§ **DIRECTIONS**
Show every line below where "impl" can be found.
Segment Start: RECORD SET
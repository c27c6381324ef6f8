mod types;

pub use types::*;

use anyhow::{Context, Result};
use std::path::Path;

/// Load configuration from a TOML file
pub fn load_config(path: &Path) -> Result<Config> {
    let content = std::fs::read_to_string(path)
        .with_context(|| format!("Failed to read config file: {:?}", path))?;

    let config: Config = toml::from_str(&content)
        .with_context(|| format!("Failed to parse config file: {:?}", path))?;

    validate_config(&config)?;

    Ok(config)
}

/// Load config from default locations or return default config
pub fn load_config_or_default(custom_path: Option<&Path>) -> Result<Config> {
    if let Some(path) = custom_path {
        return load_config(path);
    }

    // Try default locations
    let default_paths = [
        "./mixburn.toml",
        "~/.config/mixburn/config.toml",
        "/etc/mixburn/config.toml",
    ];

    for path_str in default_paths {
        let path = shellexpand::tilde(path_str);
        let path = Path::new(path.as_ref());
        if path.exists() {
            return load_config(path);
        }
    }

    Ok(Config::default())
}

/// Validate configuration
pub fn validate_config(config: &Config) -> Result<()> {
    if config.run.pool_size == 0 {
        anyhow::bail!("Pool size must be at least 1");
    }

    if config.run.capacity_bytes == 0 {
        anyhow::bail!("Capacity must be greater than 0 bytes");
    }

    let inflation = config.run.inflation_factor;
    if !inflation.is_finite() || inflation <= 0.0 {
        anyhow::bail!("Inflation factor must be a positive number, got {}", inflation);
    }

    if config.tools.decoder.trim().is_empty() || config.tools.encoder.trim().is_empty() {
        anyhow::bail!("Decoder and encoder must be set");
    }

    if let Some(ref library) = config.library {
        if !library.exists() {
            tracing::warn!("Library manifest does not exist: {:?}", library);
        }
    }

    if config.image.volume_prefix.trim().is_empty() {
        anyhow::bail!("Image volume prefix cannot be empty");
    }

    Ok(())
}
Segment End: RECORD SET
Segment Start: RECORD SET
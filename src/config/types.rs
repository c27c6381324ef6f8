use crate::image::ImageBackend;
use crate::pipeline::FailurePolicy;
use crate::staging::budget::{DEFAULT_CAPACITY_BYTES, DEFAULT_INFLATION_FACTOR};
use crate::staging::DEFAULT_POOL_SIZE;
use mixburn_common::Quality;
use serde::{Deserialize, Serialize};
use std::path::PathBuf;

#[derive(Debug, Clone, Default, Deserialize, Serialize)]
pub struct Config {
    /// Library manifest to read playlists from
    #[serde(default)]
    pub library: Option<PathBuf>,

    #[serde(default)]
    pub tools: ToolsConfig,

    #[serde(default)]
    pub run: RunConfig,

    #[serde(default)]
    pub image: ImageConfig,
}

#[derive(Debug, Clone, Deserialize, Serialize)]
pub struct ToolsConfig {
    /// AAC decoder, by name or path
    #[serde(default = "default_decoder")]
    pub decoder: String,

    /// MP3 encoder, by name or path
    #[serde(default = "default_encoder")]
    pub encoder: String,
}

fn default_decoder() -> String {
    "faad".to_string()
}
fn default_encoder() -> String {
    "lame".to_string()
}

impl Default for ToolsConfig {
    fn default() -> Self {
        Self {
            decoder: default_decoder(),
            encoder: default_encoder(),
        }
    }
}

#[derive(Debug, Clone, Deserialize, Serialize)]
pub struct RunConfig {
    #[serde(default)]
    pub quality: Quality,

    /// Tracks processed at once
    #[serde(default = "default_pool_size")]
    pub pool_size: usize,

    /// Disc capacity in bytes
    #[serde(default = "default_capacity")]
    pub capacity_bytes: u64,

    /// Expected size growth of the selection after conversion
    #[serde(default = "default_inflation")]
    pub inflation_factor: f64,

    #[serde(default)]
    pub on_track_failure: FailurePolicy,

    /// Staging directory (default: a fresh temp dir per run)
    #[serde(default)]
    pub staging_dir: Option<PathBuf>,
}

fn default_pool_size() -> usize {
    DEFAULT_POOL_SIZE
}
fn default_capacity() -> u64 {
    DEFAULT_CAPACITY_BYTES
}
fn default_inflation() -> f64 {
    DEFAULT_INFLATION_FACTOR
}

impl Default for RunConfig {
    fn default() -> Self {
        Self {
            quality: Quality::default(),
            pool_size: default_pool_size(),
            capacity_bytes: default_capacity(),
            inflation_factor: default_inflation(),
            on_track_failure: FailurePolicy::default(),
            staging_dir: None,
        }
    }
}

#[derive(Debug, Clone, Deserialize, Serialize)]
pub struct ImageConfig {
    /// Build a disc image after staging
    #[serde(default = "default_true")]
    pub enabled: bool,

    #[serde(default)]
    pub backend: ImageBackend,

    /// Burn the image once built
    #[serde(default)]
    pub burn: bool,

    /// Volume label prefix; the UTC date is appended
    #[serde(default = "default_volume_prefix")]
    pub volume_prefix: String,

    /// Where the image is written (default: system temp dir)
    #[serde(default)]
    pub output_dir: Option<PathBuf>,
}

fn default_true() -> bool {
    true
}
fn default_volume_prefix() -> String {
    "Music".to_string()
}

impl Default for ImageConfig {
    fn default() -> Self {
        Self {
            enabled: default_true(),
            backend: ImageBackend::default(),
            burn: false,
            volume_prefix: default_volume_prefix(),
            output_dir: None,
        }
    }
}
Segment End: RECORD SET
§ **SOLUTION TO THE EXERCISE**
impl Default for ToolsConfig {
impl Default for RunConfig {
impl Default for ImageConfig {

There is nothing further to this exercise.